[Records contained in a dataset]

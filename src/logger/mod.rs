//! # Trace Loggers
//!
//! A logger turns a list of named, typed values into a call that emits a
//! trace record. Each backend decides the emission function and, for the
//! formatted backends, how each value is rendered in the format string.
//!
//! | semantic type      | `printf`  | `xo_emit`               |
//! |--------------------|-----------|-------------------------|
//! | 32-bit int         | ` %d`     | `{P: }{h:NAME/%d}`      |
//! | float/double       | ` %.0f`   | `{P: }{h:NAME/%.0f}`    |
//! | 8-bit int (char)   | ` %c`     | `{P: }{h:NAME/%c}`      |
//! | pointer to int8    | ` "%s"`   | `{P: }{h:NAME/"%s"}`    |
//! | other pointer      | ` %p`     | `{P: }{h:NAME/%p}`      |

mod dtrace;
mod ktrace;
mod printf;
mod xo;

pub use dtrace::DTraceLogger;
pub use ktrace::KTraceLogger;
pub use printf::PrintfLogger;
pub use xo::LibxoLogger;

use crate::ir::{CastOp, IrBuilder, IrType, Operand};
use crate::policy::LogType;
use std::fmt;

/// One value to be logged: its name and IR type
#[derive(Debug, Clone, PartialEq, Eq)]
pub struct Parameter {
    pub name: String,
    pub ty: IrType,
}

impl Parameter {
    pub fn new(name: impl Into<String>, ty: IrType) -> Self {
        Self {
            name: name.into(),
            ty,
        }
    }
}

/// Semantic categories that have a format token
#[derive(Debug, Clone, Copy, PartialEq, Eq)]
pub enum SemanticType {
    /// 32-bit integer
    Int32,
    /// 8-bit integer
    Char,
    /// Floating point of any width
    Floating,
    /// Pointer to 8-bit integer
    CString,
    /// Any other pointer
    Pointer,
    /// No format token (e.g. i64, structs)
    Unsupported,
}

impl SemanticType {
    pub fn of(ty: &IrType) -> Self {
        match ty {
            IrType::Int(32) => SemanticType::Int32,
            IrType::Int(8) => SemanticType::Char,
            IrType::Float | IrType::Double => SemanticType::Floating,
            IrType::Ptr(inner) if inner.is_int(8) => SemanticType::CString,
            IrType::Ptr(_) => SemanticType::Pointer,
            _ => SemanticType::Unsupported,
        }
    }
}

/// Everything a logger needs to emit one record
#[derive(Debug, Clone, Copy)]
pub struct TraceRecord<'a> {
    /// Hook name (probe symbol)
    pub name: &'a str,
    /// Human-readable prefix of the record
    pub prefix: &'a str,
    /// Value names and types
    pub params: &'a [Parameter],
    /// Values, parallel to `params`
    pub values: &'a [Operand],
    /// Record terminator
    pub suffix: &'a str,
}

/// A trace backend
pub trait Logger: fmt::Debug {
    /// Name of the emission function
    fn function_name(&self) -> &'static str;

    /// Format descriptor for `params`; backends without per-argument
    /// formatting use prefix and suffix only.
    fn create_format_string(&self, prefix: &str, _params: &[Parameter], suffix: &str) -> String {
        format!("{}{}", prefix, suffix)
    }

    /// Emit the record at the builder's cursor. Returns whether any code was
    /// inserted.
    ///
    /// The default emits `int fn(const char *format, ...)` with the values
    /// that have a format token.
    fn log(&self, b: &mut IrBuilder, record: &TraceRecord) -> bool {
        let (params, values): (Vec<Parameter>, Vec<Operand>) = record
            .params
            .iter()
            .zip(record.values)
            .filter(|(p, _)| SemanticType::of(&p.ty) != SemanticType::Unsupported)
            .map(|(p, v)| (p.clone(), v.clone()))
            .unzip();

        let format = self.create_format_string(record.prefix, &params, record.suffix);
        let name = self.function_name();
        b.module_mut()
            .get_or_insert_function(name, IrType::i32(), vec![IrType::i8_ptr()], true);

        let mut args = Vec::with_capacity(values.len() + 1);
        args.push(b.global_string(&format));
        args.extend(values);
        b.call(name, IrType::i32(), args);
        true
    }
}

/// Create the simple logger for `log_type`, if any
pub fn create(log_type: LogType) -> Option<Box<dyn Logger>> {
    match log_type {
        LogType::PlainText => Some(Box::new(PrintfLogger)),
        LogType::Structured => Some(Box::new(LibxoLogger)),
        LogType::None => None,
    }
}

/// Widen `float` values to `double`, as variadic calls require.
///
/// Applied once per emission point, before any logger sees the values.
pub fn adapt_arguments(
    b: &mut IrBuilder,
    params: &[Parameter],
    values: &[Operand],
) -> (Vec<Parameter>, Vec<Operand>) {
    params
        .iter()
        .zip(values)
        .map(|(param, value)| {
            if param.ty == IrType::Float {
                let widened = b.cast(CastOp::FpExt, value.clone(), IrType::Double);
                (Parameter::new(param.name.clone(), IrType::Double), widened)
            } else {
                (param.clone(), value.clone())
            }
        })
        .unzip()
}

Task to complete:
All entries above are to be reproduced exactly.

Written answer:
filename src/logger/mod.rs
//! # Trace Loggers
//!
//! A logger turns a list of named, typed values into a call that emits a
//! trace record. Each backend decides the emission function and, for the
//! formatted backends, how each value is rendered in the format string.
//!
//! | semantic type      | `printf`  | `xo_emit`               |
//! |--------------------|-----------|-------------------------|
//! | 32-bit int         | ` %d`     | `{P: }{h:NAME/%d}`      |
//! | float/double       | ` %.0f`   | `{P: }{h:NAME/%.0f}`    |
//! | 8-bit int (char)   | ` %c`     | `{P: }{h:NAME/%c}`      |
//! | pointer to int8    | ` "%s"`   | `{P: }{h:NAME/"%s"}`    |
//! | other pointer      | ` %p`     | `{P: }{h:NAME/%p}`      |

mod dtrace;
mod ktrace;
mod printf;
mod xo;

pub use dtrace::DTraceLogger;
pub use ktrace::KTraceLogger;
pub use printf::PrintfLogger;
pub use xo::LibxoLogger;

use crate::ir::{CastOp, IrBuilder, IrType, Operand};
use crate::policy::LogType;
use std::fmt;

/// One value to be logged: its name and IR type
#[derive(Debug, Clone, PartialEq, Eq)]
pub struct Parameter {
    pub name: String,
    pub ty: IrType,
}

impl Parameter {
    pub fn new(name: impl Into<String>, ty: IrType) -> Self {
        Self {
            name: name.into(),
            ty,
        }
    }
}

/// Semantic categories that have a format token
#[derive(Debug, Clone, Copy, PartialEq, Eq)]
pub enum SemanticType {
    /// 32-bit integer
    Int32,
    /// 8-bit integer
    Char,
    /// Floating point of any width
    Floating,
    /// Pointer to 8-bit integer
    CString,
    /// Any other pointer
    Pointer,
    /// No format token (e.g. i64, structs)
    Unsupported,
}

impl SemanticType {
    pub fn of(ty: &IrType) -> Self {
        match ty {
            IrType::Int(32) => SemanticType::Int32,
            IrType::Int(8) => SemanticType::Char,
            IrType::Float | IrType::Double => SemanticType::Floating,
            IrType::Ptr(inner) if inner.is_int(8) => SemanticType::CString,
            IrType::Ptr(_) => SemanticType::Pointer,
            _ => SemanticType::Unsupported,
        }
    }
}

/// Everything a logger needs to emit one record
#[derive(Debug, Clone, Copy)]
pub struct TraceRecord<'a> {
    /// Hook name (probe symbol)
    pub name: &'a str,
    /// Human-readable prefix of the record
    pub prefix: &'a str,
    /// Value names and types
    pub params: &'a [Parameter],
    /// Values, parallel to `params`
    pub values: &'a [Operand],
    /// Record terminator
    pub suffix: &'a str,
}

/// A trace backend
pub trait Logger: fmt::Debug {
    /// Name of the emission function
    fn function_name(&self) -> &'static str;

    /// Format descriptor for `params`; backends without per-argument
    /// formatting use prefix and suffix only.
    fn create_format_string(&self, prefix: &str, _params: &[Parameter], suffix: &str) -> String {
        format!("{}{}", prefix, suffix)
    }

    /// Emit the record at the builder's cursor. Returns whether any code was
    /// inserted.
    ///
    /// The default emits `int fn(const char *format, ...)` with the values
    /// that have a format token.
    fn log(&self, b: &mut IrBuilder, record: &TraceRecord) -> bool {
        let (params, values): (Vec<Parameter>, Vec<Operand>) = record
            .params
            .iter()
            .zip(record.values)
            .filter(|(p, _)| SemanticType::of(&p.ty) != SemanticType::Unsupported)
            .map(|(p, v)| (p.clone(), v.clone()))
            .unzip();

        let format = self.create_format_string(record.prefix, &params, record.suffix);
        let name = self.function_name();
        b.module_mut()
            .get_or_insert_function(name, IrType::i32(), vec![IrType::i8_ptr()], true);

        let mut args = Vec::with_capacity(values.len() + 1);
        args.push(b.global_string(&format));
        args.extend(values);
        b.call(name, IrType::i32(), args);
        true
    }
}

/// Create the simple logger for `log_type`, if any
pub fn create(log_type: LogType) -> Option<Box<dyn Logger>> {
    match log_type {
        LogType::PlainText => Some(Box::new(PrintfLogger)),
        LogType::Structured => Some(Box::new(LibxoLogger)),
        LogType::None => None,
    }
}

/// Widen `float` values to `double`, as variadic calls require.
///
/// Applied once per emission point, before any logger sees the values.
pub fn adapt_arguments(
    b: &mut IrBuilder,
    params: &[Parameter],
    values: &[Operand],
) -> (Vec<Parameter>, Vec<Operand>) {
    params
        .iter()
        .zip(values)
        .map(|(param, value)| {
            if param.ty == IrType::Float {
                let widened = b.cast(CastOp::FpExt, value.clone(), IrType::Double);
                (Parameter::new(param.name.clone(), IrType::Double), widened)
            } else {
                (param.clone(), value.clone())
            }
        })
        .unzip()
}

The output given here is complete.